La terrasse du chalet tyrolien, sous le parasol crème, exhale un silence feutré. Soleil accablant, sueur trempe mon débardeur, transparent sur mes seins. Hugo pose sa revue, attrape mes sacs lourds. Ses yeux fuient mon reflet mouillé. Je change de tee-shirt, épaules nouées. Il propose un massage, voix basse. Je rougis, refuse. Mais l’idée mijote : ses paumes huilées sur ma nuque.

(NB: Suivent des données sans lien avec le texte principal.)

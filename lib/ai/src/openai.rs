//! OpenAI-compatible chat-completions backend.
//!
//! Construction takes a bounded set of options (credential, base URL,
//! model, sampling parameters, timeout). If construction fails the
//! caller marks the collaborator unavailable; nothing here panics or
//! retries construction.

use crate::analysis::{QueryAnalysis, RecentEventSummary, TaskAnalysis};
use crate::decode::decode_lenient;
use crate::error::LlmError;
use crate::model::LanguageModel;
use crate::prompt;
use async_trait::async_trait;
use copper_almanac_core::{EditIntent, ExtractedFields, TaskData};
use serde::{Deserialize, Serialize};
use std::time::Duration;

const MAX_ATTEMPTS: u32 = 3;
const RETRY_DELAY: Duration = Duration::from_secs(1);
const REQUEST_TIMEOUT: Duration = Duration::from_secs(30);

/// Configuration for the chat-completions backend.
#[derive(Debug, Clone, Deserialize)]
pub struct OpenAiConfig {
    /// API key. Placeholder values ("your_...") are rejected at
    /// construction.
    pub api_key: String,
    /// Base URL of an OpenAI-compatible API.
    #[serde(default = "default_base_url")]
    pub base_url: String,
    /// Model identifier.
    #[serde(default = "default_model")]
    pub model: String,
    /// Token budget per completion.
    #[serde(default = "default_max_tokens")]
    pub max_tokens: u32,
    /// Sampling temperature.
    #[serde(default)]
    pub temperature: f32,
    /// Nucleus sampling parameter.
    #[serde(default = "default_top_p")]
    pub top_p: f32,
}

fn default_base_url() -> String {
    "https://api.openai.com/v1".to_string()
}

fn default_model() -> String {
    "gpt-4.1-mini".to_string()
}

fn default_max_tokens() -> u32 {
    1024
}

fn default_top_p() -> f32 {
    0.2
}

#[derive(Debug, Serialize)]
struct ChatRequest<'a> {
    model: &'a str,
    messages: Vec<ChatMessage<'a>>,
    temperature: f32,
    top_p: f32,
    max_tokens: u32,
}

#[derive(Debug, Serialize)]
struct ChatMessage<'a> {
    role: &'static str,
    content: &'a str,
}

#[derive(Debug, Deserialize)]
struct ChatResponse {
    choices: Vec<ChatChoice>,
}

#[derive(Debug, Deserialize)]
struct ChatChoice {
    message: ChatChoiceMessage,
}

#[derive(Debug, Deserialize)]
struct ChatChoiceMessage {
    content: Option<String>,
}

/// A `LanguageModel` backed by an OpenAI-compatible chat-completions
/// endpoint.
#[derive(Debug, Clone)]
pub struct OpenAiChatModel {
    http: reqwest::Client,
    config: OpenAiConfig,
}

impl OpenAiChatModel {
    /// Builds the backend, validating the credential and HTTP client.
    ///
    /// # Errors
    ///
    /// Returns an error when the API key is absent or a placeholder, or
    /// when the HTTP client cannot be constructed.
    pub fn new(config: OpenAiConfig) -> copper_almanac_core::Result<Self, LlmError> {
        if config.api_key.trim().is_empty() || config.api_key.to_lowercase().contains("your_") {
            return Err(LlmError::InvalidConfig {
                reason: "API key not configured".to_string(),
            }
            .into());
        }

        let http = reqwest::Client::builder()
            .timeout(REQUEST_TIMEOUT)
            .build()
            .map_err(|e| LlmError::InvalidConfig {
                reason: e.to_string(),
            })?;

        Ok(Self { http, config })
    }

    /// Sends one completion request with bounded retries.
    ///
    /// Authentication and rate-limit rejections are terminal; other
    /// failures retry with linear backoff.
    async fn complete(&self, system: &str, user: &str) -> Result<String, LlmError> {
        let url = format!("{}/chat/completions", self.config.base_url);
        let request = ChatRequest {
            model: &self.config.model,
            messages: vec![
                ChatMessage {
                    role: "system",
                    content: system,
                },
                ChatMessage {
                    role: "user",
                    content: user,
                },
            ],
            temperature: self.config.temperature,
            top_p: self.config.top_p,
            max_tokens: self.config.max_tokens,
        };

        let mut last_error = LlmError::RequestFailed {
            reason: "no attempts made".to_string(),
        };

        for attempt in 1..=MAX_ATTEMPTS {
            let response = self
                .http
                .post(&url)
                .bearer_auth(&self.config.api_key)
                .json(&request)
                .send()
                .await;

            match response {
                Ok(response) => {
                    let status = response.status();
                    if status == reqwest::StatusCode::UNAUTHORIZED
                        || status == reqwest::StatusCode::FORBIDDEN
                    {
                        return Err(LlmError::AuthenticationFailed);
                    }
                    if status == reqwest::StatusCode::TOO_MANY_REQUESTS {
                        return Err(LlmError::RateLimited);
                    }
                    if status.is_success() {
                        let body: ChatResponse =
                            response
                                .json()
                                .await
                                .map_err(|e| LlmError::ResponseParseFailed {
                                    reason: e.to_string(),
                                })?;
                        let content = body
                            .choices
                            .into_iter()
                            .next()
                            .and_then(|c| c.message.content)
                            .unwrap_or_default();
                        return Ok(content.trim().to_string());
                    }
                    last_error = LlmError::RequestFailed {
                        reason: format!("status {status}"),
                    };
                }
                Err(e) => {
                    last_error = LlmError::RequestFailed {
                        reason: e.to_string(),
                    };
                }
            }

            tracing::warn!(attempt, error = %last_error, "model request attempt failed");
            if attempt < MAX_ATTEMPTS {
                tokio::time::sleep(RETRY_DELAY * attempt).await;
            }
        }

        Err(last_error)
    }
}

#[async_trait]
impl LanguageModel for OpenAiChatModel {
    async fn analyze_task(&self, message: &str) -> Result<TaskAnalysis, LlmError> {
        let content = self
            .complete(prompt::ANALYZE_TASK, &format!("Analyze: '{message}'"))
            .await?;
        Ok(decode_lenient(&content, TaskAnalysis::not_a_task()))
    }

    async fn analyze_edit(
        &self,
        message: &str,
        recent_events: &[RecentEventSummary],
    ) -> Result<EditIntent, LlmError> {
        let system = prompt::analyze_edit(recent_events);
        let content = self
            .complete(&system, &format!("Analyze: '{message}'"))
            .await?;
        Ok(decode_lenient(&content, EditIntent::not_an_edit()))
    }

    async fn analyze_query(&self, message: &str) -> Result<QueryAnalysis, LlmError> {
        let content = self
            .complete(prompt::ANALYZE_QUERY, &format!("Analyze: '{message}'"))
            .await?;
        Ok(decode_lenient(&content, QueryAnalysis::not_a_query()))
    }

    async fn parse_reply(
        &self,
        message: &str,
        context: &str,
    ) -> Result<ExtractedFields, LlmError> {
        let system = prompt::parse_reply(context);
        let content = self.complete(&system, message).await?;
        Ok(decode_lenient(&content, ExtractedFields::default()))
    }

    async fn parse_confirmation_edit(
        &self,
        message: &str,
        task: &TaskData,
    ) -> Result<ExtractedFields, LlmError> {
        let system = prompt::parse_confirmation_edit(task);
        let content = self.complete(&system, message).await?;
        Ok(decode_lenient(&content, ExtractedFields::default()))
    }
}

Quentin parti au lac avec Julia. Hugo reste, pas fan des feux de camp. Bières fraîches claquent, olives vertes, saucisson. Bordeaux medal d’argent coule, soyeux en bouche, délie nos langues. Son enfance nomade : Tokyo, Istanbul. Joint roulé par mes soins, THC embrase l’air alpin. Doigts se frôlent sur le pétard. “Massage ?” je lâche, ivre de désir. Il hoche la tête. Montez à l’étage, lit double sous la poutre.
L’Approche
Allongée, tunique relevée. Ses mains magiques dénouent mes muscles. Dos cambré, je vire soutien-gorge, jupe. Culotte dentelle seule. Il hésite, admire mes courbes mûres. Paumes glissent sur cuisses, frôlent fesses. J’écarte les jambes. Doigts sous tissu, caressent lèvres gonflées, mouille abondante.

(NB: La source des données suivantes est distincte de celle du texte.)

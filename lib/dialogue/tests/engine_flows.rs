//! Conversation flow tests with scripted collaborators.

use async_trait::async_trait;
use chrono::Utc;
use copper_almanac_ai::{
    LanguageModel, LlmError, QueryAnalysis, RecentEventSummary, TaskAnalysis,
};
use copper_almanac_conversation::ConversationState;
use copper_almanac_core::{
    EditIntent, EditKind, EventId, EventUpdates, ExtractedFields, StoredEvent, TaskData, UserKey,
};
use copper_almanac_dialogue::DialogueEngine;
use copper_almanac_integration::{
    Calendar, CalendarError, CreatedEvent, SlidingWindowConfig, SlidingWindowLimiter,
};
use pretty_assertions::assert_eq;
use std::sync::{Arc, Mutex};

#[derive(Default)]
struct ScriptedModel {
    query: Option<QueryAnalysis>,
    edit: Option<EditIntent>,
    task: Option<TaskAnalysis>,
    reply_fields: Option<ExtractedFields>,
    confirmation_fields: Option<ExtractedFields>,
}

#[async_trait]
impl LanguageModel for ScriptedModel {
    async fn analyze_task(&self, _message: &str) -> Result<TaskAnalysis, LlmError> {
        Ok(self.task.clone().unwrap_or_else(TaskAnalysis::not_a_task))
    }

    async fn analyze_edit(
        &self,
        _message: &str,
        _recent_events: &[RecentEventSummary],
    ) -> Result<EditIntent, LlmError> {
        Ok(self.edit.clone().unwrap_or_else(EditIntent::not_an_edit))
    }

    async fn analyze_query(&self, _message: &str) -> Result<QueryAnalysis, LlmError> {
        Ok(self.query.clone().unwrap_or_else(QueryAnalysis::not_a_query))
    }

    async fn parse_reply(
        &self,
        _message: &str,
        _context: &str,
    ) -> Result<ExtractedFields, LlmError> {
        Ok(self.reply_fields.clone().unwrap_or_default())
    }

    async fn parse_confirmation_edit(
        &self,
        _message: &str,
        _task: &TaskData,
    ) -> Result<ExtractedFields, LlmError> {
        Ok(self.confirmation_fields.clone().unwrap_or_default())
    }
}

#[derive(Default)]
struct ScriptedCalendar {
    fail_create: bool,
    created: Mutex<Vec<TaskData>>,
    updated: Mutex<Vec<(EventId, EventUpdates)>>,
}

#[async_trait]
impl Calendar for ScriptedCalendar {
    async fn create_event(&self, task: &TaskData) -> Result<CreatedEvent, CalendarError> {
        if self.fail_create {
            return Err(CalendarError::Unavailable {
                reason: "scripted failure".to_string(),
            });
        }
        let mut created = self.created.lock().unwrap();
        created.push(task.clone());
        Ok(CreatedEvent {
            event_id: EventId::new(format!("evt-{}", created.len())),
            url: Some("https://cal.example/evt".to_string()),
        })
    }

    async fn update_event(
        &self,
        event_id: &EventId,
        updates: &EventUpdates,
    ) -> Result<Option<String>, CalendarError> {
        self.updated
            .lock()
            .unwrap()
            .push((event_id.clone(), updates.clone()));
        Ok(Some("https://cal.example/evt".to_string()))
    }

    async fn list_events(&self, date_range: &str) -> Result<String, CalendarError> {
        Ok(format!("Here are your events for {date_range}:"))
    }
}

fn engine(model: ScriptedModel, calendar: ScriptedCalendar) -> (DialogueEngine, Arc<ScriptedCalendar>) {
    let calendar = Arc::new(calendar);
    let engine = DialogueEngine::new(
        Arc::new(model),
        Arc::clone(&calendar) as Arc<dyn Calendar>,
        SlidingWindowLimiter::new(SlidingWindowConfig::new(100, 60)),
    );
    (engine, calendar)
}

fn user() -> UserKey {
    UserKey::new("+14155551234")
}

fn stored(id: &str, title: &str) -> StoredEvent {
    StoredEvent {
        event_id: EventId::new(id),
        title: title.to_string(),
        date: "Friday".to_string(),
        time: "2pm".to_string(),
        duration: "1h".to_string(),
        created_at: Utc::now(),
        calendar_url: None,
    }
}

fn task_analysis(title: &str, date: Option<&str>, time: Option<&str>) -> TaskAnalysis {
    TaskAnalysis {
        is_task: true,
        extracted: ExtractedFields {
            title: Some(title.to_string()),
            date: date.map(str::to_string),
            time: time.map(str::to_string),
            ..Default::default()
        },
        suggested_questions: Vec::new(),
    }
}

#[tokio::test]
async fn slot_filling_runs_from_detection_to_created_event() {
    let model = ScriptedModel {
        task: Some(task_analysis("Call John", Some("tomorrow"), None)),
        ..Default::default()
    };
    let (engine, calendar) = engine(model, ScriptedCalendar::default());

    let reply = engine
        .handle_inbound_message(&user(), "remind me to call John tomorrow")
        .await;
    assert!(reply.contains("What time works best for 'Call John'"));
    assert_eq!(
        engine.sessions().get_or_create(&user()).state,
        ConversationState::AwaitingTime
    );

    let reply = engine.handle_inbound_message(&user(), "3pm").await;
    assert!(reply.contains("Task: Call John"));
    assert!(reply.contains("Time: 3pm"));
    assert_eq!(
        engine.sessions().get_or_create(&user()).state,
        ConversationState::Confirming
    );

    let reply = engine.handle_inbound_message(&user(), "yes").await;
    assert!(reply.contains("I've added 'Call John'"));
    assert_eq!(calendar.created.lock().unwrap().len(), 1);
    assert_eq!(engine.events().count(&user()), 1);

    // Completion resets the session.
    let session = engine.sessions().get_or_create(&user());
    assert_eq!(session.state, ConversationState::Idle);
    assert!(session.task.title.is_none());
}

#[tokio::test]
async fn complete_task_goes_straight_to_confirmation() {
    let model = ScriptedModel {
        task: Some(task_analysis("Standup", Some("Friday"), Some("9am"))),
        ..Default::default()
    };
    let (engine, _) = engine(model, ScriptedCalendar::default());

    let reply = engine
        .handle_inbound_message(&user(), "standup friday at 9")
        .await;
    assert!(reply.contains("Let me confirm the details"));
    assert_eq!(
        engine.sessions().get_or_create(&user()).state,
        ConversationState::Confirming
    );
}

#[tokio::test]
async fn query_intent_preempts_task_detection() {
    let model = ScriptedModel {
        query: Some(QueryAnalysis {
            is_query: true,
            date_range: Some("this week".to_string()),
        }),
        // Even a positive task classification must not run.
        task: Some(task_analysis("bogus", None, None)),
        ..Default::default()
    };
    let (engine, _) = engine(model, ScriptedCalendar::default());

    let reply = engine
        .handle_inbound_message(&user(), "what's on my calendar this week?")
        .await;
    assert_eq!(reply, "Here are your events for this week:");
    assert_eq!(
        engine.sessions().get_or_create(&user()).state,
        ConversationState::Idle
    );
}

#[tokio::test]
async fn negative_confirmation_restarts() {
    let model = ScriptedModel {
        task: Some(task_analysis("Standup", Some("Friday"), Some("9am"))),
        ..Default::default()
    };
    let (engine, calendar) = engine(model, ScriptedCalendar::default());

    engine.handle_inbound_message(&user(), "standup friday 9am").await;
    let reply = engine.handle_inbound_message(&user(), "no").await;
    assert!(reply.contains("start over"));
    assert!(calendar.created.lock().unwrap().is_empty());
    assert_eq!(
        engine.sessions().get_or_create(&user()).state,
        ConversationState::Idle
    );
}

#[tokio::test]
async fn confirmation_modification_rerenders_the_prompt() {
    let model = ScriptedModel {
        task: Some(task_analysis("Standup", Some("Friday"), Some("9am"))),
        confirmation_fields: Some(ExtractedFields {
            time: Some("10am".to_string()),
            ..Default::default()
        }),
        ..Default::default()
    };
    let (engine, calendar) = engine(model, ScriptedCalendar::default());

    engine.handle_inbound_message(&user(), "standup friday 9am").await;
    let reply = engine
        .handle_inbound_message(&user(), "actually make it 10am")
        .await;
    assert!(reply.contains("Time: 10am"));
    assert_eq!(
        engine.sessions().get_or_create(&user()).state,
        ConversationState::Confirming
    );
    assert!(calendar.created.lock().unwrap().is_empty());
}

#[tokio::test]
async fn failed_creation_apologizes_and_resets() {
    let model = ScriptedModel {
        task: Some(task_analysis("Standup", Some("Friday"), Some("9am"))),
        ..Default::default()
    };
    let calendar = ScriptedCalendar {
        fail_create: true,
        ..Default::default()
    };
    let (engine, _) = engine(model, calendar);

    engine.handle_inbound_message(&user(), "standup friday 9am").await;
    let reply = engine.handle_inbound_message(&user(), "yes").await;
    assert!(reply.contains("couldn't create"));
    assert_eq!(engine.events().count(&user()), 0);
    assert_eq!(
        engine.sessions().get_or_create(&user()).state,
        ConversationState::Idle
    );
}

#[tokio::test]
async fn ambiguous_edit_goes_through_selection() {
    let model = ScriptedModel {
        edit: Some(EditIntent {
            is_edit: true,
            edit_type: Some(EditKind::Time),
            new_value: Some("4pm".to_string()),
            ..Default::default()
        }),
        ..Default::default()
    };
    let (engine, calendar) = engine(model, ScriptedCalendar::default());
    engine.events().record(&user(), stored("1", "Dentist"));
    engine.events().record(&user(), stored("2", "Standup"));

    let reply = engine
        .handle_inbound_message(&user(), "change the time to 4pm")
        .await;
    assert!(reply.contains("Which event would you like to edit?"));
    assert!(reply.contains("1. 'Standup'"));
    assert!(reply.contains("2. 'Dentist'"));
    assert_eq!(
        engine.sessions().get_or_create(&user()).state,
        ConversationState::SelectingEvent
    );

    // Invalid selections re-prompt without losing the pending edit.
    let reply = engine.handle_inbound_message(&user(), "soon").await;
    assert!(reply.contains("reply with a number"));
    let reply = engine.handle_inbound_message(&user(), "7").await;
    assert!(reply.contains("between 1 and 2"));
    assert_eq!(
        engine.sessions().get_or_create(&user()).state,
        ConversationState::SelectingEvent
    );

    let reply = engine.handle_inbound_message(&user(), "2").await;
    assert!(reply.contains("Updated 'Dentist' successfully"));
    assert!(reply.contains("New time: 4pm"));

    let updated = calendar.updated.lock().unwrap();
    assert_eq!(updated.len(), 1);
    assert_eq!(updated[0].0, EventId::new("1"));
    assert_eq!(updated[0].1.time.as_deref(), Some("4pm"));
    drop(updated);

    // The stored copy reflects the change and the session is idle again.
    assert_eq!(engine.events().recent(&user(), 5)[1].time, "4pm");
    assert_eq!(
        engine.sessions().get_or_create(&user()).state,
        ConversationState::Idle
    );
}

#[tokio::test]
async fn sole_recent_event_is_edited_without_asking() {
    let model = ScriptedModel {
        edit: Some(EditIntent {
            is_edit: true,
            edit_type: Some(EditKind::Time),
            new_value: Some("4pm".to_string()),
            ..Default::default()
        }),
        ..Default::default()
    };
    let (engine, calendar) = engine(model, ScriptedCalendar::default());
    engine.events().record(&user(), stored("1", "Dentist"));

    let reply = engine
        .handle_inbound_message(&user(), "move it to 4pm")
        .await;
    assert!(reply.contains("Updated 'Dentist' successfully"));
    assert_eq!(calendar.updated.lock().unwrap().len(), 1);
}

#[tokio::test]
async fn vague_edit_asks_for_specifics_without_touching_anything() {
    let model = ScriptedModel {
        edit: Some(EditIntent {
            is_edit: true,
            ..Default::default()
        }),
        ..Default::default()
    };
    let (engine, calendar) = engine(model, ScriptedCalendar::default());
    engine.events().record(&user(), stored("1", "Dentist"));

    let reply = engine
        .handle_inbound_message(&user(), "change the dentist thing")
        .await;
    assert!(reply.contains("not sure what you want to change about 'Dentist'"));
    assert!(calendar.updated.lock().unwrap().is_empty());
    assert_eq!(
        engine.sessions().get_or_create(&user()).state,
        ConversationState::Idle
    );
}

#[tokio::test]
async fn edit_without_history_suggests_creating_first() {
    let model = ScriptedModel {
        edit: Some(EditIntent {
            is_edit: true,
            edit_type: Some(EditKind::Time),
            new_value: Some("4pm".to_string()),
            ..Default::default()
        }),
        ..Default::default()
    };
    let (engine, _) = engine(model, ScriptedCalendar::default());

    let reply = engine
        .handle_inbound_message(&user(), "move my meeting to 4pm")
        .await;
    assert!(reply.contains("don't see any recent events"));
}

#[tokio::test]
async fn cancel_clears_mid_conversation() {
    let model = ScriptedModel {
        task: Some(task_analysis("Call John", Some("tomorrow"), None)),
        ..Default::default()
    };
    let (engine, _) = engine(model, ScriptedCalendar::default());

    engine
        .handle_inbound_message(&user(), "remind me to call John tomorrow")
        .await;
    let reply = engine.handle_inbound_message(&user(), "cancel").await;
    assert!(reply.contains("cancelled"));
    assert_eq!(
        engine.sessions().get_or_create(&user()).state,
        ConversationState::Idle
    );
}

#[tokio::test]
async fn help_command_works_in_any_state() {
    let (engine, _) = engine(ScriptedModel::default(), ScriptedCalendar::default());
    let reply = engine.handle_inbound_message(&user(), "help").await;
    assert!(reply.contains("Create Events"));
    assert!(reply.contains("'cancel'"));
}

#[tokio::test]
async fn unclassified_message_gets_usage_help() {
    let (engine, _) = engine(ScriptedModel::default(), ScriptedCalendar::default());
    let reply = engine.handle_inbound_message(&user(), "how are you?").await;
    assert!(reply.contains("What would you like to do?"));
    assert!(!reply.contains("Edit existing events"));
}

#[tokio::test]
async fn rate_limit_throttles_after_the_ceiling() {
    let calendar = Arc::new(ScriptedCalendar::default());
    let engine = DialogueEngine::new(
        Arc::new(ScriptedModel::default()),
        calendar as Arc<dyn Calendar>,
        SlidingWindowLimiter::new(SlidingWindowConfig::new(1, 60)),
    );

    engine.handle_inbound_message(&user(), "hello").await;
    let reply = engine.handle_inbound_message(&user(), "hello again").await;
    assert!(reply.contains("too quickly"));
}

#[tokio::test]
async fn unknown_session_state_recovers_by_resetting() {
    let (engine, _) = engine(ScriptedModel::default(), ScriptedCalendar::default());
    engine
        .sessions()
        .update(&user(), |s| s.state = ConversationState::Unknown);

    let reply = engine.handle_inbound_message(&user(), "hello").await;
    assert!(reply.contains("Something went wrong"));
    assert_eq!(
        engine.sessions().get_or_create(&user()).state,
        ConversationState::Idle
    );
}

Je guide sa main sur mon clito. Seins pétris, tétons durs. Il plonge entre cuisses : langue chaotique sur chatte trempée. “Là, le bouton.” Il obéit, doigt dedans. Puis anal : mon index sur rosebud, il lèche, imite. Fougue monte, corps arc-bouté.
Orgasme explose, multiplié : bouche sur clito, doigts con et cul. Je hurle dans la main, vagues infinies. Bouche collée à la sienne, goût de moi.
Matin, nue sur draps salis. Quentin appelle : prolonge balade. Hugo dort. Café filtre, terrasse chauffée. Peignoir soyeux, cigarette : je me trouve belle, fossette Ava Gardner.
L’Explosion
Je le réveille : baisers descendants, téton sucé avidement. Main sur queue courbe, veine pulsée, pré-sperme. Fellation vorace : gorge profonde, il gicle chaud, j’avale tout.
“Qu’est-ce qui te plaît ?” “Ton sourire d’Ava Gardner.” Rire, langue invasive. Il commande : “À plat ventre.” Culotte arrachée, fesses écartées. Langue fouille anus, doigts deux dedans. “Défonce-moi !” Claques sèches, jurons : “Prends-moi comme pute !” Queue enfoncée anal, coups brutaux. Cyprine gicle, merde chaude expulsée. Il nettoie tendrement, baiser.
Après-midi paisible, calepin moleskine. Quentin rentre tôt, dispute. Tension palpable. Hugo part gare de G., bise lourde.
Ses haïkus : “L’Amande et la Rose”, pour Ava. Culotte maculée en corbeille. Sourire nostalgique, mail prêt.